Se in Sierra Leone sei milioni sono confinati nelle loro case da mezzanotte, mentre quasi 30mila volontari fanno visite a domicilio per educare i residenti e distribuire sapone, nel tentativo di arginare l’epidemia, in Guinea, ignoranza e paranoia relative al virus sono così diffuse che otto persone inviate per educare gli abitanti dei villaggi sulla malattia sono stati attaccati con machete e uccisi da gente del posto che evidentemente attribuivano alla delegazione il loro male.

La vera misura di quanto seriamente il mondo prende una “crisi” non è la descrizione ma la risposta. Questa epidemia di Ebola è iniziata lo scorso dicembre. L’America sta ora lentamente spingendo in avanti, con 17 centri di trattamento, e “formazione di 500 unità di personale medico”. Per Cuba è l’invio di 165 aiutanti, per la Cina è l’invio di 60 medici, la Gran Bretagna sta “progettando una clinica”. Gli infermieri stanno volando per aiutare, ex pazienti donano il sangue e a Oxford volontari sono in coda per sperimentazioni sui vaccini.

Non è forse tardiva questa attività per debellare un virus isolato nel 1976 in Africa Centrale che ha sperimentato crescenti focolai a partire dalla metà degli anni ’90, se in primavera non c’erano ancora i farmaci disponibili e nessun segno di milioni di dollari richiesti in soccorso associato?
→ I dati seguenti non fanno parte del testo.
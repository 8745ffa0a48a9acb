//! Completion service abstraction
//!
//! The orchestrator only talks to models through [`LlmProvider`]:
//! - `OpenAiProvider` for the OpenAI chat completions API (and compatible endpoints)
//! - `ScriptedProvider` replaying canned completions, used by tests and dry runs
//!
//! A [`ProviderRegistry`] holds the named connections assistants pick from.
//!
//! Providers never execute functions themselves; a response is either plain
//! text or a list of function calls that the orchestrator dispatches.

mod openai;
mod registry;
mod scripted;

pub use openai::OpenAiProvider;
pub use registry::{ProviderRegistry, DEFAULT_PROVIDER};
pub use scripted::ScriptedProvider;

use async_trait::async_trait;
use serde::{Deserialize, Serialize};
use std::sync::Arc;

use crate::agents::config::{LlmProviderConfig, LlmProviderType};
use crate::agents::domain::{Message, ToolCall, ToolDefinition};
use crate::agents::error::LlmResult;

/// Trait for LLM providers
#[async_trait]
pub trait LlmProvider: Send + Sync {
    /// Get the provider name
    fn name(&self) -> &str;

    /// Get the model being used
    fn model(&self) -> &str;

    /// Complete a request
    async fn complete(&self, request: CompletionRequest) -> LlmResult<CompletionResponse>;
}

/// Request for LLM completion
#[derive(Debug, Clone, Default, Serialize, Deserialize)]
pub struct CompletionRequest {
    /// Messages in the conversation
    pub messages: Vec<Message>,
    /// Model to use (overrides provider default)
    #[serde(skip_serializing_if = "Option::is_none")]
    pub model: Option<String>,
    /// Temperature for sampling
    #[serde(skip_serializing_if = "Option::is_none")]
    pub temperature: Option<f32>,
    /// Maximum tokens to generate
    #[serde(skip_serializing_if = "Option::is_none")]
    pub max_tokens: Option<u32>,
    /// Functions available for calling
    #[serde(skip_serializing_if = "Option::is_none")]
    pub tools: Option<Vec<ToolDefinition>>,
    /// Tool choice mode
    #[serde(skip_serializing_if = "Option::is_none")]
    pub tool_choice: Option<ToolChoice>,
    /// Stop sequences
    #[serde(skip_serializing_if = "Option::is_none")]
    pub stop: Option<Vec<String>>,
}

impl CompletionRequest {
    /// Create a request from a single user prompt
    pub fn from_prompt(prompt: impl Into<String>) -> Self {
        Self {
            messages: vec![Message::user(prompt)],
            ..Default::default()
        }
    }

    /// Create a request over existing messages
    pub fn from_messages(messages: Vec<Message>) -> Self {
        Self {
            messages,
            ..Default::default()
        }
    }

    pub fn with_temperature(mut self, temperature: f32) -> Self {
        self.temperature = Some(temperature);
        self
    }

    /// Offer functions to the model with the given choice mode
    pub fn with_tools(mut self, tools: Vec<ToolDefinition>, choice: ToolChoice) -> Self {
        if !tools.is_empty() {
            self.tools = Some(tools);
            self.tool_choice = Some(choice);
        }
        self
    }
}

/// Tool choice mode
#[derive(Debug, Clone, PartialEq, Eq, Serialize, Deserialize)]
#[serde(rename_all = "snake_case")]
pub enum ToolChoice {
    /// Let the model decide
    Auto,
    /// Don't use tools
    None,
    /// Must use a tool
    Required,
    /// Use a specific tool
    Tool { name: String },
}

/// Response from LLM completion
#[derive(Debug, Clone, Serialize, Deserialize)]
pub struct CompletionResponse {
    /// Generated message
    pub message: Message,
    /// Reason the completion stopped
    pub finish_reason: FinishReason,
    /// Token usage
    #[serde(skip_serializing_if = "Option::is_none")]
    pub usage: Option<TokenUsage>,
    /// Model that actually served the request
    #[serde(skip_serializing_if = "Option::is_none")]
    pub model: Option<String>,
}

impl CompletionResponse {
    /// Create a plain text response
    pub fn text(content: impl Into<String>) -> Self {
        Self {
            message: Message::assistant(content),
            finish_reason: FinishReason::Stop,
            usage: None,
            model: None,
        }
    }

    /// Create a response requesting function calls
    pub fn calls(calls: Vec<ToolCall>) -> Self {
        Self {
            message: Message::assistant_with_tools("", calls),
            finish_reason: FinishReason::ToolCalls,
            usage: None,
            model: None,
        }
    }

    pub fn with_usage(mut self, usage: TokenUsage) -> Self {
        self.usage = Some(usage);
        self
    }

    pub fn with_model(mut self, model: impl Into<String>) -> Self {
        self.model = Some(model.into());
        self
    }

    /// Function calls requested by the model, in order
    pub fn tool_calls(&self) -> &[ToolCall] {
        self.message.calls()
    }

    /// Text content of the response
    pub fn content(&self) -> &str {
        &self.message.content
    }
}

/// Reason completion stopped
#[derive(Debug, Clone, Copy, PartialEq, Eq, Serialize, Deserialize)]
#[serde(rename_all = "snake_case")]
pub enum FinishReason {
    /// Natural stop
    Stop,
    /// Hit max tokens
    Length,
    /// Tool call requested
    ToolCalls,
    /// Content filtered
    ContentFilter,
}

/// Token usage information
#[derive(Debug, Clone, Copy, Default, PartialEq, Eq, Serialize, Deserialize)]
pub struct TokenUsage {
    pub prompt_tokens: u32,
    pub completion_tokens: u32,
    pub total_tokens: u32,
}

impl TokenUsage {
    pub fn new(prompt_tokens: u32, completion_tokens: u32) -> Self {
        Self {
            prompt_tokens,
            completion_tokens,
            total_tokens: prompt_tokens + completion_tokens,
        }
    }
}

/// Create an LLM provider from configuration
pub fn create_provider(config: &LlmProviderConfig) -> LlmResult<Arc<dyn LlmProvider>> {
    match config.provider {
        LlmProviderType::OpenAI => {
            let provider = OpenAiProvider::new(config)?;
            Ok(Arc::new(provider))
        }
        LlmProviderType::Ollama => {
            // Ollama doesn't require an API key
            let provider = OpenAiProvider::ollama(config);
            Ok(Arc::new(provider))
        }
    }
}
Un intervento umanitario per l’Ebola che fa da contrasto con l’isteria dell’intervento “umanitario” in Iraq, che non ha avuto bisogno di parlare di catastrofe e disastro, senza trombe e tamburi da parte dei media. Eventi in Siria e in Iraq erano mostruosi, disumani, crudeli e – come dicono i britannici – inaccettabili. Quindi una “minaccia alla sicurezza nazionale” è dichiarata e subito si è passati ad attacchi aerei e ad un suolo iracheno inondato di nuovo di truppe (1.600) “come consiglieri”, forze speciali, un governo rovesciato, un governo nuovo lodato… Le attività umanitarie corrono su binari diversi!